//! Model configuration and validation.
//!
//! The `models` section of `careergraph.yaml` is the single source of truth for
//! model endpoints, the fallback chain, and the retry policy.

use std::collections::HashMap;
use std::time::Duration;

use serde::Deserialize;

use super::errors::InferenceError;

// ─── Public Types ────────────────────────────────────────────────────────────

/// A single model's runtime configuration.
#[derive(Debug, Clone, Deserialize)]
pub struct ModelConfig {
    pub display_name: String,
    /// OpenAI-compatible base URL, e.g. `https://api.groq.com/openai/v1`.
    pub base_url: String,
    /// Provider-side model name. Defaults to the config key.
    #[serde(default)]
    pub model_name: Option<String>,
    /// Bearer token. Usually injected with `${GROQ_API_KEY}`.
    #[serde(default)]
    pub api_key: Option<String>,
    #[serde(default = "default_temperature")]
    pub temperature: f32,
    #[serde(default = "default_max_tokens")]
    pub max_tokens: u32,
}

fn default_temperature() -> f32 {
    0.7
}
fn default_max_tokens() -> u32 {
    2048
}

/// Bounded exponential backoff for transient model failures.
#[derive(Debug, Clone, Copy, Deserialize)]
pub struct RetryPolicy {
    /// Retries per model after the first attempt.
    #[serde(default = "default_max_retries")]
    pub max_retries: u32,
    #[serde(default = "default_retry_base_delay_ms")]
    pub retry_base_delay_ms: u64,
    #[serde(default = "default_retry_max_delay_ms")]
    pub retry_max_delay_ms: u64,
}

fn default_max_retries() -> u32 {
    3
}
fn default_retry_base_delay_ms() -> u64 {
    500
}
fn default_retry_max_delay_ms() -> u64 {
    8_000
}

impl Default for RetryPolicy {
    fn default() -> Self {
        Self {
            max_retries: default_max_retries(),
            retry_base_delay_ms: default_retry_base_delay_ms(),
            retry_max_delay_ms: default_retry_max_delay_ms(),
        }
    }
}

impl RetryPolicy {
    /// Delay before retry number `attempt` (0-based): `base * 2^attempt`, capped.
    pub fn delay_for(&self, attempt: u32) -> Duration {
        let factor = 1u64.checked_shl(attempt.min(20)).unwrap_or(u64::MAX);
        let ms = self
            .retry_base_delay_ms
            .saturating_mul(factor)
            .min(self.retry_max_delay_ms);
        Duration::from_millis(ms)
    }

    /// Clamp a provider-supplied `Retry-After` hint to the policy maximum.
    pub fn clamp_hint(&self, retry_after_secs: u64) -> Duration {
        Duration::from_millis(
            retry_after_secs
                .saturating_mul(1000)
                .min(self.retry_max_delay_ms),
        )
    }
}

/// Top-level model registry (the `models` section of the config file).
#[derive(Debug, Clone, Deserialize)]
pub struct ModelsConfig {
    pub active_model: String,
    pub models: HashMap<String, ModelConfig>,
    #[serde(default)]
    pub fallback_chain: Vec<String>,
    #[serde(default)]
    pub retry: RetryPolicy,
}

// ─── Resolution ──────────────────────────────────────────────────────────────

/// Resolve the active model configuration, respecting the fallback chain.
///
/// Returns `(model_key, ModelConfig)` for the first model present in the
/// config. Connectivity is checked at request time by the client.
pub fn resolve_active_model(config: &ModelsConfig) -> Result<(String, ModelConfig), InferenceError> {
    model_chain(config)
        .into_iter()
        .next()
        .ok_or_else(|| InferenceError::ConfigError {
            reason: format!(
                "active model '{}' not found in config and no fallback available",
                config.active_model
            ),
        })
}

/// The ordered list of models to try: the active model, then the fallback
/// chain, skipping unknown keys and duplicates.
pub fn model_chain(config: &ModelsConfig) -> Vec<(String, ModelConfig)> {
    let mut chain: Vec<(String, ModelConfig)> = Vec::new();
    let keys = std::iter::once(&config.active_model).chain(config.fallback_chain.iter());
    for key in keys {
        if chain.iter().any(|(k, _)| k == key) {
            continue;
        }
        if let Some(model) = config.models.get(key) {
            chain.push((key.clone(), model.clone()));
        }
    }
    chain
}

// ─── Env-var interpolation ───────────────────────────────────────────────────

/// Replace `${VAR}` and `${VAR:-default}` in a string.
pub(crate) fn interpolate_env_vars(input: &str) -> String {
    let mut result = String::with_capacity(input.len());
    let mut chars = input.chars().peekable();

    while let Some(ch) = chars.next() {
        if ch == '$' && chars.peek() == Some(&'{') {
            chars.next(); // consume '{'
            let mut var_expr = String::new();
            for c in chars.by_ref() {
                if c == '}' {
                    break;
                }
                var_expr.push(c);
            }
            let resolved = resolve_var_expr(&var_expr);
            result.push_str(&resolved);
        } else {
            result.push(ch);
        }
    }

    result
}

/// Resolve a variable expression like `VAR` or `VAR:-default`.
fn resolve_var_expr(expr: &str) -> String {
    if let Some(idx) = expr.find(":-") {
        let var_name = &expr[..idx];
        let default = &expr[idx + 2..];
        std::env::var(var_name).unwrap_or_else(|_| expand_tilde(default))
    } else {
        std::env::var(expr).unwrap_or_default()
    }
}

/// Expand a leading `~` to the user's home directory.
pub(crate) fn expand_tilde(path: &str) -> String {
    if let Some(rest) = path.strip_prefix('~') {
        if let Some(home) = dirs::home_dir() {
            return format!("{}{rest}", home.display());
        }
    }
    path.to_string()
}

// ─── Tests ───────────────────────────────────────────────────────────────────

#[cfg(test)]
mod tests {
    use super::*;

    fn model(name: &str) -> ModelConfig {
        ModelConfig {
            display_name: name.to_string(),
            base_url: "http://localhost:1/v1".to_string(),
            model_name: None,
            api_key: None,
            temperature: 0.7,
            max_tokens: 256,
        }
    }

    #[test]
    fn test_interpolate_env_vars_with_default() {
        std::env::remove_var("__CG_TEST_NONEXISTENT_VAR__");
        let input = "${__CG_TEST_NONEXISTENT_VAR__:-/fallback/path}";
        assert_eq!(interpolate_env_vars(input), "/fallback/path");
    }

    #[test]
    fn test_interpolate_env_vars_with_value() {
        std::env::set_var("__CG_TEST_INFERENCE_VAR__", "secret");
        let input = "key: ${__CG_TEST_INFERENCE_VAR__:-none}";
        assert_eq!(interpolate_env_vars(input), "key: secret");
        std::env::remove_var("__CG_TEST_INFERENCE_VAR__");
    }

    #[test]
    fn test_interpolate_no_vars() {
        let input = "plain text with no variables";
        assert_eq!(interpolate_env_vars(input), input);
    }

    #[test]
    fn test_model_chain_order_and_dedup() {
        let mut models = HashMap::new();
        models.insert("a".to_string(), model("A"));
        models.insert("b".to_string(), model("B"));
        let config = ModelsConfig {
            active_model: "a".into(),
            models,
            fallback_chain: vec!["a".into(), "missing".into(), "b".into()],
            retry: RetryPolicy::default(),
        };
        let keys: Vec<String> = model_chain(&config).into_iter().map(|(k, _)| k).collect();
        assert_eq!(keys, vec!["a".to_string(), "b".to_string()]);
    }

    #[test]
    fn test_resolve_active_model_falls_back() {
        let mut models = HashMap::new();
        models.insert("b".to_string(), model("B"));
        let config = ModelsConfig {
            active_model: "gone".into(),
            models,
            fallback_chain: vec!["b".into()],
            retry: RetryPolicy::default(),
        };
        let (key, m) = resolve_active_model(&config).unwrap();
        assert_eq!(key, "b");
        assert_eq!(m.display_name, "B");
    }

    #[test]
    fn test_resolve_active_model_not_found() {
        let config = ModelsConfig {
            active_model: "nonexistent".into(),
            models: HashMap::new(),
            fallback_chain: vec![],
            retry: RetryPolicy::default(),
        };
        assert!(resolve_active_model(&config).is_err());
    }

    #[test]
    fn test_retry_delay_doubles_and_caps() {
        let policy = RetryPolicy {
            max_retries: 5,
            retry_base_delay_ms: 100,
            retry_max_delay_ms: 500,
        };
        assert_eq!(policy.delay_for(0), Duration::from_millis(100));
        assert_eq!(policy.delay_for(1), Duration::from_millis(200));
        assert_eq!(policy.delay_for(2), Duration::from_millis(400));
        assert_eq!(policy.delay_for(3), Duration::from_millis(500));
        assert_eq!(policy.delay_for(60), Duration::from_millis(500));
        assert_eq!(policy.clamp_hint(30), Duration::from_millis(500));
    }

    #[test]
    fn test_models_yaml_defaults() {
        let yaml = r#"
            active_model: groq
            models:
              groq:
                display_name: "Llama 3.1 70B"
                base_url: "https://api.groq.com/openai/v1"
                model_name: "llama-3.1-70b-versatile"
        "#;
        let config: ModelsConfig = serde_yaml::from_str(yaml).unwrap();
        let m = config.models.get("groq").unwrap();
        assert_eq!(m.max_tokens, 2048);
        assert!(m.api_key.is_none());
        assert_eq!(config.retry.max_retries, 3);
        assert!(config.fallback_chain.is_empty());
    }
}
== == ==
# Instructions to follow
Working from the listing above, pick out every line that has "first" and copy it.

# The answer
    /// Retries per model after the first attempt.
/// Returns `(model_key, ModelConfig)` for the first model present in the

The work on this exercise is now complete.